EXERCISE DATA Block Start

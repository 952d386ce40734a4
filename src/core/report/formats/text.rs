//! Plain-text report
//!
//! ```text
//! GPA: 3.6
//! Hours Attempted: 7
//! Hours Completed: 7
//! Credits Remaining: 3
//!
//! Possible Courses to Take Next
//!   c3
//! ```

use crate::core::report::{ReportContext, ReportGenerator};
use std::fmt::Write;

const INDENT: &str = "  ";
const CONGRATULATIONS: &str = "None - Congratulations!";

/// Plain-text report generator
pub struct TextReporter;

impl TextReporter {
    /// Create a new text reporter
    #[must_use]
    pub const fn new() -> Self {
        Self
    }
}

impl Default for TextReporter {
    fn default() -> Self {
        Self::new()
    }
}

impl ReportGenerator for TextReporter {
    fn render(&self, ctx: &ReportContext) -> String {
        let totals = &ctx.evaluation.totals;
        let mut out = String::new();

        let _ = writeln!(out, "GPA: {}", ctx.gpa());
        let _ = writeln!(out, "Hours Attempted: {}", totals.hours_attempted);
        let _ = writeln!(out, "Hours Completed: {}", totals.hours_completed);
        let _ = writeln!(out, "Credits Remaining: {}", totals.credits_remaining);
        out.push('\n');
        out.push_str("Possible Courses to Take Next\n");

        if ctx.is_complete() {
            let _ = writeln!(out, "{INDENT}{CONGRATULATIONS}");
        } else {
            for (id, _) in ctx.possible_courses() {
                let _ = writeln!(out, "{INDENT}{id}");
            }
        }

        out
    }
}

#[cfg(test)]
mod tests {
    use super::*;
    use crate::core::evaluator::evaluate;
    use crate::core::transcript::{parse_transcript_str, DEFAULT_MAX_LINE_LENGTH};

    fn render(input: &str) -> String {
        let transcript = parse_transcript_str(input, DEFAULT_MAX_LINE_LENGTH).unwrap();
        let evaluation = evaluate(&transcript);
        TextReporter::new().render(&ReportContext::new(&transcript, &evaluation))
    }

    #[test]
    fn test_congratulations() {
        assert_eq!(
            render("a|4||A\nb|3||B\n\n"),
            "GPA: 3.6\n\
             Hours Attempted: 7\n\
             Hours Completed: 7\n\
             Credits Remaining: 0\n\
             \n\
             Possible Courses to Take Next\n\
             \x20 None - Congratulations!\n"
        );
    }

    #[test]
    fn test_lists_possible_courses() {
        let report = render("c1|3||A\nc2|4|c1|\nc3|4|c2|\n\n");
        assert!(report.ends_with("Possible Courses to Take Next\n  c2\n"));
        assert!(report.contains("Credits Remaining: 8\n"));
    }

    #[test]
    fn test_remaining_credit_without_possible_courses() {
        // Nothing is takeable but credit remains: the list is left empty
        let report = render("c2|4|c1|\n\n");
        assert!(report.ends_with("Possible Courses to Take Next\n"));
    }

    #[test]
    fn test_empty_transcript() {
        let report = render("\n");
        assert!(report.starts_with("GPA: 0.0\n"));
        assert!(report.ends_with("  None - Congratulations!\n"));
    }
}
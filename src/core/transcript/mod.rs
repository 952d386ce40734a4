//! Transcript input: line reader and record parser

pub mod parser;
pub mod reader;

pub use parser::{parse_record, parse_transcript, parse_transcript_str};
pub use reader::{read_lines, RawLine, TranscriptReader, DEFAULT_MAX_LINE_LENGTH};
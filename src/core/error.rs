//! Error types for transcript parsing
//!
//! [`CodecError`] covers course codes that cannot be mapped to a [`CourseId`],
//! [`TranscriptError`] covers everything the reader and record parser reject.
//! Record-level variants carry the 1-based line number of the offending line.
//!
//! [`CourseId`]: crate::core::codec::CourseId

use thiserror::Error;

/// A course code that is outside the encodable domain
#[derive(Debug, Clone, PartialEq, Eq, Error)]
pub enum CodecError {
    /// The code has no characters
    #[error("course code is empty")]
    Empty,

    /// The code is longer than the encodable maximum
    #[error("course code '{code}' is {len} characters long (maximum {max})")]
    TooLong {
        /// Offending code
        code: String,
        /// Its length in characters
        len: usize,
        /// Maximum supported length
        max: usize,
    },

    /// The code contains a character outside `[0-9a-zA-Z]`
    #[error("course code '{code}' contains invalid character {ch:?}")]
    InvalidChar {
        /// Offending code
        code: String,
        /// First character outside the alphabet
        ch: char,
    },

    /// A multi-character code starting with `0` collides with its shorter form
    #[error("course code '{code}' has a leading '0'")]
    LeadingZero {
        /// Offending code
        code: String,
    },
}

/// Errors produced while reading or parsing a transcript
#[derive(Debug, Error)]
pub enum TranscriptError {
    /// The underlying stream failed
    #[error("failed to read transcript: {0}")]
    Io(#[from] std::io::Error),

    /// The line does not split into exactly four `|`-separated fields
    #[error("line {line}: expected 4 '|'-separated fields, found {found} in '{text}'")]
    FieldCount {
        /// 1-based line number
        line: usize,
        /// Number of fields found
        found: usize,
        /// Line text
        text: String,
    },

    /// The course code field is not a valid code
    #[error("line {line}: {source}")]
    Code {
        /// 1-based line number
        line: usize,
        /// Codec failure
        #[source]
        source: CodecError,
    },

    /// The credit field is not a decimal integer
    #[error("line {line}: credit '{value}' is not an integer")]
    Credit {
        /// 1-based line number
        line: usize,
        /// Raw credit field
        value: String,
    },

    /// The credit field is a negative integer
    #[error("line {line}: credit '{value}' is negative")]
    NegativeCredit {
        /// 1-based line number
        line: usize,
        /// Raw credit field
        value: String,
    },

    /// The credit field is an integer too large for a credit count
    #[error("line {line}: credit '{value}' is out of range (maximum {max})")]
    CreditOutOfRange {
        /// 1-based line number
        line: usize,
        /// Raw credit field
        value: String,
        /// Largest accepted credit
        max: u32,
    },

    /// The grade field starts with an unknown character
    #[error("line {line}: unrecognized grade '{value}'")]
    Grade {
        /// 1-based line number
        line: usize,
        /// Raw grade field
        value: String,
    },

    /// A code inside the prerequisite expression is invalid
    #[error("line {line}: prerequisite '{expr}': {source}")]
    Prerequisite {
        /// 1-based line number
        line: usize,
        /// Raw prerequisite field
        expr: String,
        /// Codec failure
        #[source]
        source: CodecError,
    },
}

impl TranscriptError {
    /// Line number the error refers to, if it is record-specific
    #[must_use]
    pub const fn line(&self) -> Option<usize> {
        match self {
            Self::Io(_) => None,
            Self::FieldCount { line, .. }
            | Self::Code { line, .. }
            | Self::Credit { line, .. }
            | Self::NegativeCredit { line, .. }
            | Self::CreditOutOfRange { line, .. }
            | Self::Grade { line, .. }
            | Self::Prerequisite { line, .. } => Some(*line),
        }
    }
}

EXERCISE DATA Block End

> EXERCISE: Reproduce every entry above without a single alteration.

> TASK ANSWER:
repository 952d386ce40734a4
filename src/core/report/formats/text.rs
//! Plain-text report
//!
//! ```text
//! GPA: 3.6
//! Hours Attempted: 7
//! Hours Completed: 7
//! Credits Remaining: 3
//!
//! Possible Courses to Take Next
//!   c3
//! ```

use crate::core::report::{ReportContext, ReportGenerator};
use std::fmt::Write;

const INDENT: &str = "  ";
const CONGRATULATIONS: &str = "None - Congratulations!";

/// Plain-text report generator
pub struct TextReporter;

impl TextReporter {
    /// Create a new text reporter
    #[must_use]
    pub const fn new() -> Self {
        Self
    }
}

impl Default for TextReporter {
    fn default() -> Self {
        Self::new()
    }
}

impl ReportGenerator for TextReporter {
    fn render(&self, ctx: &ReportContext) -> String {
        let totals = &ctx.evaluation.totals;
        let mut out = String::new();

        let _ = writeln!(out, "GPA: {}", ctx.gpa());
        let _ = writeln!(out, "Hours Attempted: {}", totals.hours_attempted);
        let _ = writeln!(out, "Hours Completed: {}", totals.hours_completed);
        let _ = writeln!(out, "Credits Remaining: {}", totals.credits_remaining);
        out.push('\n');
        out.push_str("Possible Courses to Take Next\n");

        if ctx.is_complete() {
            let _ = writeln!(out, "{INDENT}{CONGRATULATIONS}");
        } else {
            for (id, _) in ctx.possible_courses() {
                let _ = writeln!(out, "{INDENT}{id}");
            }
        }

        out
    }
}

#[cfg(test)]
mod tests {
    use super::*;
    use crate::core::evaluator::evaluate;
    use crate::core::transcript::{parse_transcript_str, DEFAULT_MAX_LINE_LENGTH};

    fn render(input: &str) -> String {
        let transcript = parse_transcript_str(input, DEFAULT_MAX_LINE_LENGTH).unwrap();
        let evaluation = evaluate(&transcript);
        TextReporter::new().render(&ReportContext::new(&transcript, &evaluation))
    }

    #[test]
    fn test_congratulations() {
        assert_eq!(
            render("a|4||A\nb|3||B\n\n"),
            "GPA: 3.6\n\
             Hours Attempted: 7\n\
             Hours Completed: 7\n\
             Credits Remaining: 0\n\
             \n\
             Possible Courses to Take Next\n\
             \x20 None - Congratulations!\n"
        );
    }

    #[test]
    fn test_lists_possible_courses() {
        let report = render("c1|3||A\nc2|4|c1|\nc3|4|c2|\n\n");
        assert!(report.ends_with("Possible Courses to Take Next\n  c2\n"));
        assert!(report.contains("Credits Remaining: 8\n"));
    }

    #[test]
    fn test_remaining_credit_without_possible_courses() {
        // Nothing is takeable but credit remains: the list is left empty
        let report = render("c2|4|c1|\n\n");
        assert!(report.ends_with("Possible Courses to Take Next\n"));
    }

    #[test]
    fn test_empty_transcript() {
        let report = render("\n");
        assert!(report.starts_with("GPA: 0.0\n"));
        assert!(report.ends_with("  None - Congratulations!\n"));
    }
}
filename src/core/transcript/mod.rs
repository 952d386ce40734a4
//! Transcript input: line reader and record parser

pub mod parser;
pub mod reader;

pub use parser::{parse_record, parse_transcript, parse_transcript_str};
pub use reader::{read_lines, RawLine, TranscriptReader, DEFAULT_MAX_LINE_LENGTH};
filename src/core/error.rs
//! Error types for transcript parsing
//!
//! [`CodecError`] covers course codes that cannot be mapped to a [`CourseId`],
//! [`TranscriptError`] covers everything the reader and record parser reject.
//! Record-level variants carry the 1-based line number of the offending line.
//!
//! [`CourseId`]: crate::core::codec::CourseId

use thiserror::Error;

/// A course code that is outside the encodable domain
#[derive(Debug, Clone, PartialEq, Eq, Error)]
pub enum CodecError {
    /// The code has no characters
    #[error("course code is empty")]
    Empty,

    /// The code is longer than the encodable maximum
    #[error("course code '{code}' is {len} characters long (maximum {max})")]
    TooLong {
        /// Offending code
        code: String,
        /// Its length in characters
        len: usize,
        /// Maximum supported length
        max: usize,
    },

    /// The code contains a character outside `[0-9a-zA-Z]`
    #[error("course code '{code}' contains invalid character {ch:?}")]
    InvalidChar {
        /// Offending code
        code: String,
        /// First character outside the alphabet
        ch: char,
    },

    /// A multi-character code starting with `0` collides with its shorter form
    #[error("course code '{code}' has a leading '0'")]
    LeadingZero {
        /// Offending code
        code: String,
    },
}

/// Errors produced while reading or parsing a transcript
#[derive(Debug, Error)]
pub enum TranscriptError {
    /// The underlying stream failed
    #[error("failed to read transcript: {0}")]
    Io(#[from] std::io::Error),

    /// The line does not split into exactly four `|`-separated fields
    #[error("line {line}: expected 4 '|'-separated fields, found {found} in '{text}'")]
    FieldCount {
        /// 1-based line number
        line: usize,
        /// Number of fields found
        found: usize,
        /// Line text
        text: String,
    },

    /// The course code field is not a valid code
    #[error("line {line}: {source}")]
    Code {
        /// 1-based line number
        line: usize,
        /// Codec failure
        #[source]
        source: CodecError,
    },

    /// The credit field is not a decimal integer
    #[error("line {line}: credit '{value}' is not an integer")]
    Credit {
        /// 1-based line number
        line: usize,
        /// Raw credit field
        value: String,
    },

    /// The credit field is a negative integer
    #[error("line {line}: credit '{value}' is negative")]
    NegativeCredit {
        /// 1-based line number
        line: usize,
        /// Raw credit field
        value: String,
    },

    /// The credit field is an integer too large for a credit count
    #[error("line {line}: credit '{value}' is out of range (maximum {max})")]
    CreditOutOfRange {
        /// 1-based line number
        line: usize,
        /// Raw credit field
        value: String,
        /// Largest accepted credit
        max: u32,
    },

    /// The grade field starts with an unknown character
    #[error("line {line}: unrecognized grade '{value}'")]
    Grade {
        /// 1-based line number
        line: usize,
        /// Raw grade field
        value: String,
    },

    /// A code inside the prerequisite expression is invalid
    #[error("line {line}: prerequisite '{expr}': {source}")]
    Prerequisite {
        /// 1-based line number
        line: usize,
        /// Raw prerequisite field
        expr: String,
        /// Codec failure
        #[source]
        source: CodecError,
    },
}

impl TranscriptError {
    /// Line number the error refers to, if it is record-specific
    #[must_use]
    pub const fn line(&self) -> Option<usize> {
        match self {
            Self::Io(_) => None,
            Self::FieldCount { line, .. }
            | Self::Code { line, .. }
            | Self::Credit { line, .. }
            | Self::NegativeCredit { line, .. }
            | Self::CreditOutOfRange { line, .. }
            | Self::Grade { line, .. }
            | Self::Prerequisite { line, .. } => Some(*line),
        }
    }
}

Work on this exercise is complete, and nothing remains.